[Extracted records Boundary: Start]

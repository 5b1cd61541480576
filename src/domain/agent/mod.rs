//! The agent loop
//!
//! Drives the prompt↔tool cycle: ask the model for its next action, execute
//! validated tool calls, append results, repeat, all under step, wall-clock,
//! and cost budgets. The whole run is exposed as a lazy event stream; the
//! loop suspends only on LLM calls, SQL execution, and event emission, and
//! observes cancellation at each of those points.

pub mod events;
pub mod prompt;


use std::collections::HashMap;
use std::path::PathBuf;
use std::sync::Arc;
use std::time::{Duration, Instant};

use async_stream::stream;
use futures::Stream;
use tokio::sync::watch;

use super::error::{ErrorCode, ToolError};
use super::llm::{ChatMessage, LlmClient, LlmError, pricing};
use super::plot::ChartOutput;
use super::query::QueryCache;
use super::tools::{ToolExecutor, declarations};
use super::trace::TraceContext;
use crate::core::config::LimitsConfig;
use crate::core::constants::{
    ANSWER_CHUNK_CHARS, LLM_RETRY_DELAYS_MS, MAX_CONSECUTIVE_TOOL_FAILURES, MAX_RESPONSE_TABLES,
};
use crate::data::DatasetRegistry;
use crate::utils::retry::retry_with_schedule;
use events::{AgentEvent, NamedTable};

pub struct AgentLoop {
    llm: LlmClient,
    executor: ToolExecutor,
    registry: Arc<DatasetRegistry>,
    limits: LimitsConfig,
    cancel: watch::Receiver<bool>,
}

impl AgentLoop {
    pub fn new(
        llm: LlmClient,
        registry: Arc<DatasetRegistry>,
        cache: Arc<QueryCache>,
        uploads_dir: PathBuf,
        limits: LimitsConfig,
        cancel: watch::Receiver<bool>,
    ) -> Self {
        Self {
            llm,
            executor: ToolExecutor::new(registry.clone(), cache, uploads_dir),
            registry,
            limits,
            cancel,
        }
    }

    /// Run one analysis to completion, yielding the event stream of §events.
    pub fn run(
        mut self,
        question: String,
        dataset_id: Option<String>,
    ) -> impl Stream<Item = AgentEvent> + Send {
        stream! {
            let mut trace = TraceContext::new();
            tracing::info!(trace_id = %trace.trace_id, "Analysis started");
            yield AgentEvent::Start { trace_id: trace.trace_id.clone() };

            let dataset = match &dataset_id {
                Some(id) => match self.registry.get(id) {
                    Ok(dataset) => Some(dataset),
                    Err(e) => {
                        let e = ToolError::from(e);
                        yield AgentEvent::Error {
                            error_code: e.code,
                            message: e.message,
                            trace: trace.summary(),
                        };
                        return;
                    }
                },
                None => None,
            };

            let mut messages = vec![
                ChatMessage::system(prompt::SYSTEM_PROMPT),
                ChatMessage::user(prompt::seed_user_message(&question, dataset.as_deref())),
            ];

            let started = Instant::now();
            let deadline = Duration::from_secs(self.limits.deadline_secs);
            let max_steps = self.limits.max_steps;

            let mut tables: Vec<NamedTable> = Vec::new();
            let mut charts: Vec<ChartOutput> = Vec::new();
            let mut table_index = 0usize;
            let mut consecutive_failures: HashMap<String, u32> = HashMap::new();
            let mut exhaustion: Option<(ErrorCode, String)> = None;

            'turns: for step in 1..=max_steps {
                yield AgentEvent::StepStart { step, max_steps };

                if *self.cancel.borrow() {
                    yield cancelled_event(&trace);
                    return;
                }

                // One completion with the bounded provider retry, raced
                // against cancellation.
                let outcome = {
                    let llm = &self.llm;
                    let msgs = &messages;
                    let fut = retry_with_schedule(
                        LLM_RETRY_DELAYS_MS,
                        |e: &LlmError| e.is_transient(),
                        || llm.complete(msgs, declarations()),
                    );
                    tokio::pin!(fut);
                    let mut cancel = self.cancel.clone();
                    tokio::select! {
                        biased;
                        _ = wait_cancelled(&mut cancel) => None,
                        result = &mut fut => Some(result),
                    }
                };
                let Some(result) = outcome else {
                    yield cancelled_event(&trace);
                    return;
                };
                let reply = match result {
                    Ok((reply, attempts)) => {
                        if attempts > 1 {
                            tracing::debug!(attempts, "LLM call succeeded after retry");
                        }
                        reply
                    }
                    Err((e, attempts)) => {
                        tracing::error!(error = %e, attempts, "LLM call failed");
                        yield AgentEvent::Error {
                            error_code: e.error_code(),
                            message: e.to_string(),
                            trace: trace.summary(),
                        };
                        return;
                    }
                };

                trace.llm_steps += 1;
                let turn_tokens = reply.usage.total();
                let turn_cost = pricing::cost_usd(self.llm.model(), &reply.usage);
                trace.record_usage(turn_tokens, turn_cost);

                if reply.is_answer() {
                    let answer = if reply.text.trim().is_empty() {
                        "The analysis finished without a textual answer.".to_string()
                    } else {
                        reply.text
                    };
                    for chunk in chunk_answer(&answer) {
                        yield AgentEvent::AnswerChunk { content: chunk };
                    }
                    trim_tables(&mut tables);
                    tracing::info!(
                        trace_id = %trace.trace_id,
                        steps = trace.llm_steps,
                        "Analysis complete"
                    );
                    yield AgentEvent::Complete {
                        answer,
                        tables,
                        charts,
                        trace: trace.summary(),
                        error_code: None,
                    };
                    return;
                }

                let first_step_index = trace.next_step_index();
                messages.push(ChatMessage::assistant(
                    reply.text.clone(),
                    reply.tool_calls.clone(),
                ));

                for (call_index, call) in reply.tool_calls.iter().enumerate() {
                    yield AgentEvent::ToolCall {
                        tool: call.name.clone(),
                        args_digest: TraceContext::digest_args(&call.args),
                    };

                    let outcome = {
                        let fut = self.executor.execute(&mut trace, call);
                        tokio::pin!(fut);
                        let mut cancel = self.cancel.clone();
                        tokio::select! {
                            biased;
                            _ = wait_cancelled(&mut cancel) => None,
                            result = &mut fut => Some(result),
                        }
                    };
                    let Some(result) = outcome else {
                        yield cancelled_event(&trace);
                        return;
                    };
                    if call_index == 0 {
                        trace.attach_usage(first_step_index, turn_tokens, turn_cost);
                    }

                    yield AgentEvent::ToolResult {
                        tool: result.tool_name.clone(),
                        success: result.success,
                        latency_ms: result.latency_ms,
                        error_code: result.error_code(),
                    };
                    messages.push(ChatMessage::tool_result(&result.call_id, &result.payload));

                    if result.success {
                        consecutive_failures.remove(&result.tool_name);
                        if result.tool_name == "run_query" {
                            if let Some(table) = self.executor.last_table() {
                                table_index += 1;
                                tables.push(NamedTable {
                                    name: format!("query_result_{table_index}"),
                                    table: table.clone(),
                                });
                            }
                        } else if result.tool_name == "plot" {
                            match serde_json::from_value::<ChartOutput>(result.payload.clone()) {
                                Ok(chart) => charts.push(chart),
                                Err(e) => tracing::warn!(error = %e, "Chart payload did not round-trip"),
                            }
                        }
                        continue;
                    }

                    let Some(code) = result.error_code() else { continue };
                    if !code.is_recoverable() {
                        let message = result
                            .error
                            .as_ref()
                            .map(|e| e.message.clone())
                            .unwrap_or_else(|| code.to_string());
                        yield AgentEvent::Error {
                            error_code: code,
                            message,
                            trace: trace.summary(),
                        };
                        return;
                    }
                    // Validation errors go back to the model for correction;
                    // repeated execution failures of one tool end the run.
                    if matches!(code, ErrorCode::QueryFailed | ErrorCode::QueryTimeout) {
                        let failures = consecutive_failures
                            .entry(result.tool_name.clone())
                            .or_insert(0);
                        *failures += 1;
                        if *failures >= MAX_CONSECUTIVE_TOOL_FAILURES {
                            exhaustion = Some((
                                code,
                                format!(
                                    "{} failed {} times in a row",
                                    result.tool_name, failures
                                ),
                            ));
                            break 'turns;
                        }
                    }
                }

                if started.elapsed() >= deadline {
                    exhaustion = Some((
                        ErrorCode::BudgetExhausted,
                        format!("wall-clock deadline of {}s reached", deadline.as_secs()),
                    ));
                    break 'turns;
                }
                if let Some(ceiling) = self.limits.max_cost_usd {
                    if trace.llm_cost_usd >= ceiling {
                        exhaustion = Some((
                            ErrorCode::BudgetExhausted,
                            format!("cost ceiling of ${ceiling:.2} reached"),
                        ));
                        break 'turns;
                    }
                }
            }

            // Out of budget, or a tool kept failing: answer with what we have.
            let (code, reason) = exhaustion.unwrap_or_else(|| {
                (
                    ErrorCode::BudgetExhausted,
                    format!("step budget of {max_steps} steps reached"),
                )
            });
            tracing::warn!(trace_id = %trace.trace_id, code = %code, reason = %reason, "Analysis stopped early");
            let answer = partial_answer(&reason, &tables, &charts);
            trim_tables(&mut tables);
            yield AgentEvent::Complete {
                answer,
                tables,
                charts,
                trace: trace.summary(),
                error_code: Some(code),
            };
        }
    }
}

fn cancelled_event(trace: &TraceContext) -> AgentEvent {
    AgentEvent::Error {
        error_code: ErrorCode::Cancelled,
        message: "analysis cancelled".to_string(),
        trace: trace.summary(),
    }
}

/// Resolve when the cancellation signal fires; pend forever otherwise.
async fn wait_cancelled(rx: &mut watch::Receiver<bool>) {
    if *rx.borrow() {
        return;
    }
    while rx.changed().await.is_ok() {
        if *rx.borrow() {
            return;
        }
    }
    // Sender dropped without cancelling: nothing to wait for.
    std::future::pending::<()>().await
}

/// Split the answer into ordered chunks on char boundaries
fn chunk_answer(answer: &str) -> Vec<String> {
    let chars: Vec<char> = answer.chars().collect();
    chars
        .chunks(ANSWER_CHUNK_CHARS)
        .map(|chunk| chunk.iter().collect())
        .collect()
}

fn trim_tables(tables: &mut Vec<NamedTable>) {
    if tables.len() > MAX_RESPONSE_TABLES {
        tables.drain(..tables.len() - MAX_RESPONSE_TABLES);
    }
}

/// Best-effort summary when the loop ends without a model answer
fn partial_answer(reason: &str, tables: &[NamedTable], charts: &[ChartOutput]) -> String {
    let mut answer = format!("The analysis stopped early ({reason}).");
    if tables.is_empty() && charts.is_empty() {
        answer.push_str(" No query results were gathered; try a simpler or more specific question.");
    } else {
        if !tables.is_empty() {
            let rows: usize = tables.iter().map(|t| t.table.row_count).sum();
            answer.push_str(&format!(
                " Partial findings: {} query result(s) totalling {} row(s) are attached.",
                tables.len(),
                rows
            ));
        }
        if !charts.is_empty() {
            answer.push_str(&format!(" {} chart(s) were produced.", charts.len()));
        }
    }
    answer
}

[Extracted records Boundary: End]

Exercise objective: Find the word "iter" in the data and copy out each line where it turns up.

Answer:
                for (call_index, call) in reply.tool_calls.iter().enumerate() {
        .map(|chunk| chunk.iter().collect())
            let rows: usize = tables.iter().map(|t| t.table.row_count).sum();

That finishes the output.